Segundo William Festuccia (USP), o SANA ativa a termogênese por meio do chamado ciclo fútil da creatina, mecanismo que consome ATP e dissipa energia como calor. A grande inovação é que o processo ocorre independentemente da proteína UCP1, comumente envolvida na termogênese clássica.
“A substância atua apenas nas mitocôndrias do tecido adiposo, sem causar sobrecarga no sistema cardiovascular, como faziam antigos termogênicos”, explica Festuccia. Isso torna o medicamento mais seguro e com menor risco de efeitos colaterais graves.

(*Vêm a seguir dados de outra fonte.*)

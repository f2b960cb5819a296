//! JSON-RPC gateway tests against an in-process HTTP server.
//!
//! The server answers each accepted connection with the next canned
//! response, closes it, and forwards the parsed request body to the test.

use std::time::Duration;

use chain_gateway::{ChainGateway, Connection, GatewayError, JsonRpcGateway};
use serde_json::{json, Value};
use tokio::io::{AsyncReadExt, AsyncWriteExt};
use tokio::net::{TcpListener, TcpStream};
use tokio::sync::mpsc;

struct Canned {
    status: u16,
    body: String,
}

fn ok(result: Value) -> Canned {
    Canned {
        status: 200,
        body: json!({"jsonrpc": "2.0", "id": 1, "result": result}).to_string(),
    }
}

fn rpc_error(code: i64, message: &str) -> Canned {
    Canned {
        status: 200,
        body: json!({"jsonrpc": "2.0", "id": 1, "error": {"code": code, "message": message}})
            .to_string(),
    }
}

fn raw(status: u16, body: &str) -> Canned {
    Canned {
        status,
        body: body.to_string(),
    }
}

async fn read_request_body(stream: &mut TcpStream) -> Value {
    let mut buf = Vec::new();
    let mut chunk = [0u8; 4096];

    let header_end = loop {
        let n = stream.read(&mut chunk).await.unwrap();
        assert!(n > 0, "client closed before sending headers");
        buf.extend_from_slice(&chunk[..n]);
        if let Some(pos) = buf.windows(4).position(|w| w == b"\r\n\r\n") {
            break pos + 4;
        }
    };

    let headers = String::from_utf8_lossy(&buf[..header_end]).to_ascii_lowercase();
    let content_length: usize = headers
        .lines()
        .find_map(|line| line.strip_prefix("content-length:"))
        .map(|v| v.trim().parse().unwrap())
        .unwrap_or(0);

    while buf.len() < header_end + content_length {
        let n = stream.read(&mut chunk).await.unwrap();
        assert!(n > 0, "client closed before sending body");
        buf.extend_from_slice(&chunk[..n]);
    }

    serde_json::from_slice(&buf[header_end..header_end + content_length]).unwrap()
}

/// Starts a server that serves `responses` in order; returns its URL and a
/// receiver of the request bodies it saw.
async fn serve(responses: Vec<Canned>) -> (String, mpsc::UnboundedReceiver<Value>) {
    let listener = TcpListener::bind("127.0.0.1:0").await.unwrap();
    let url = format!("http://{}", listener.local_addr().unwrap());
    let (tx, rx) = mpsc::unbounded_channel();

    tokio::spawn(async move {
        for canned in responses {
            let (mut stream, _) = listener.accept().await.unwrap();
            let request = read_request_body(&mut stream).await;
            let _ = tx.send(request);

            let response = format!(
                "HTTP/1.1 {} X\r\nContent-Type: application/json\r\nContent-Length: {}\r\nConnection: close\r\n\r\n{}",
                canned.status,
                canned.body.len(),
                canned.body
            );
            stream.write_all(response.as_bytes()).await.unwrap();
            let _ = stream.shutdown().await;
        }
    });

    (url, rx)
}

fn gateway() -> JsonRpcGateway {
    JsonRpcGateway::new(Duration::from_secs(5)).unwrap()
}

const ADDRESS: &str = "0x7e5f4552091a69125d5dfcb7b8c2659029395bdf";

#[tokio::test]
async fn connect_records_chain_id() {
    let (url, mut requests) = serve(vec![ok(json!("0xaa36a7"))]).await;

    let conn = gateway().connect(&url).await.unwrap();
    assert_eq!(conn.chain_id(), 11_155_111);
    assert_eq!(conn.endpoint(), url);

    let request = requests.recv().await.unwrap();
    assert_eq!(request["jsonrpc"], "2.0");
    assert_eq!(request["method"], "eth_chainId");
    assert_eq!(request["params"], json!([]));
}

#[tokio::test]
async fn balance_queries_latest_block() {
    let (url, mut requests) = serve(vec![ok(json!("0xde0b6b3a7640000"))]).await;
    let conn = Connection::new(url, 1);

    let balance = gateway().get_balance(&conn, ADDRESS).await.unwrap();
    assert_eq!(balance, 1_000_000_000_000_000_000);

    let request = requests.recv().await.unwrap();
    assert_eq!(request["method"], "eth_getBalance");
    assert_eq!(request["params"], json!([ADDRESS, "latest"]));
}

#[tokio::test]
async fn nonce_counts_pending_transactions() {
    let (url, mut requests) = serve(vec![ok(json!("0x9"))]).await;
    let conn = Connection::new(url, 1);

    assert_eq!(gateway().get_nonce(&conn, ADDRESS).await.unwrap(), 9);

    let request = requests.recv().await.unwrap();
    assert_eq!(request["method"], "eth_getTransactionCount");
    assert_eq!(request["params"], json!([ADDRESS, "pending"]));
}

#[tokio::test]
async fn gas_price_is_parsed() {
    let (url, mut requests) = serve(vec![ok(json!("0x4a817c800"))]).await;
    let conn = Connection::new(url, 1);

    assert_eq!(gateway().get_gas_price(&conn).await.unwrap(), 20_000_000_000);
    assert_eq!(requests.recv().await.unwrap()["method"], "eth_gasPrice");
}

#[tokio::test]
async fn broadcast_sends_hex_and_returns_hash() {
    let tx_hash = format!("0x{}", "33".repeat(32));
    let (url, mut requests) = serve(vec![ok(json!(tx_hash))]).await;
    let conn = Connection::new(url, 1);

    let returned = gateway().broadcast(&conn, &[0xf8, 0x6c, 0x09]).await.unwrap();
    assert_eq!(returned, tx_hash);

    let request = requests.recv().await.unwrap();
    assert_eq!(request["method"], "eth_sendRawTransaction");
    assert_eq!(request["params"], json!(["0xf86c09"]));
}

#[tokio::test]
async fn rejected_broadcast_is_broadcast_error() {
    let (url, _requests) = serve(vec![rpc_error(-32000, "nonce too low")]).await;
    let conn = Connection::new(url, 1);

    match gateway().broadcast(&conn, &[0x01]).await {
        Err(GatewayError::Broadcast(msg)) => assert!(msg.contains("nonce too low")),
        other => panic!("expected Broadcast error, got {other:?}"),
    }
}

#[tokio::test]
async fn rpc_error_on_query_is_connection_error() {
    let (url, _requests) = serve(vec![rpc_error(-32602, "invalid argument")]).await;
    let conn = Connection::new(url, 1);

    match gateway().get_balance(&conn, ADDRESS).await {
        Err(GatewayError::Connection(msg)) => assert!(msg.contains("invalid argument")),
        other => panic!("expected Connection error, got {other:?}"),
    }
}

#[tokio::test]
async fn malformed_quantity_is_invalid_response() {
    let (url, _requests) = serve(vec![ok(json!("0xnothex"))]).await;
    let conn = Connection::new(url, 1);

    assert!(matches!(
        gateway().get_gas_price(&conn).await,
        Err(GatewayError::InvalidResponse(_))
    ));
}

#[tokio::test]
async fn non_json_body_is_invalid_response() {
    let (url, _requests) = serve(vec![raw(200, "<html>hello</html>")]).await;
    let conn = Connection::new(url, 1);

    assert!(matches!(
        gateway().get_nonce(&conn, ADDRESS).await,
        Err(GatewayError::InvalidResponse(_))
    ));
}

#[tokio::test]
async fn http_error_status_is_connection_error() {
    let (url, _requests) = serve(vec![raw(502, "bad gateway")]).await;

    match gateway().connect(&url).await {
        Err(GatewayError::Connection(msg)) => assert!(msg.contains("502")),
        other => panic!("expected Connection error, got {other:?}"),
    }
}

#[tokio::test]
async fn unreachable_node_is_connection_error() {
    // Bind then drop to get a port nothing listens on.
    let listener = TcpListener::bind("127.0.0.1:0").await.unwrap();
    let url = format!("http://{}", listener.local_addr().unwrap());
    drop(listener);

    assert!(matches!(
        gateway().connect(&url).await,
        Err(GatewayError::Connection(_))
    ));
}

#[tokio::test]
async fn transport_errors_do_not_echo_api_key() {
    let listener = TcpListener::bind("127.0.0.1:0").await.unwrap();
    let url = format!("http://{}/v2/sEcReTkEy123", listener.local_addr().unwrap());
    drop(listener);

    match gateway().connect(&url).await {
        Err(GatewayError::Connection(msg)) => assert!(!msg.contains("sEcReTkEy123"), "{msg}"),
        other => panic!("expected Connection error, got {other:?}"),
    }
}

#[tokio::test]
async fn invalid_endpoint_is_connection_error() {
    for endpoint in ["not a url", "ftp://localhost:8545"] {
        assert!(
            matches!(
                gateway().connect(endpoint).await,
                Err(GatewayError::Connection(_))
            ),
            "{endpoint} should be rejected"
        );
    }
}

#[tokio::test]
async fn each_call_is_a_single_request() {
    // One canned reply only: a retry would hang on accept and time out.
    let (url, mut requests) = serve(vec![rpc_error(-32000, "boom")]).await;
    let conn = Connection::new(url, 1);

    assert!(gateway().get_gas_price(&conn).await.is_err());
    assert!(requests.recv().await.is_some());
    assert!(requests.recv().await.is_none());
}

Outro destaque é a possibilidade de combinar o SANA com drogas já existentes, como os análogos de GLP-1 (ex: semaglutida), que reduzem o apetite. Essa associação poderia superar o chamado efeito platô, comum em tratamentos que apenas limitam a ingestão calórica.
O estudo envolveu cientistas da Unicamp, USP e UFRJ, com apoio da Fapesp. Para Marcelo Mori, da Unicamp, o desenvolvimento de novas estratégias que aumentem o gasto energético é essencial no tratamento moderno da obesidade. “É uma molécula com ação única e potencial de transformar a forma como tratamos distúrbios metabólicos”, conclui.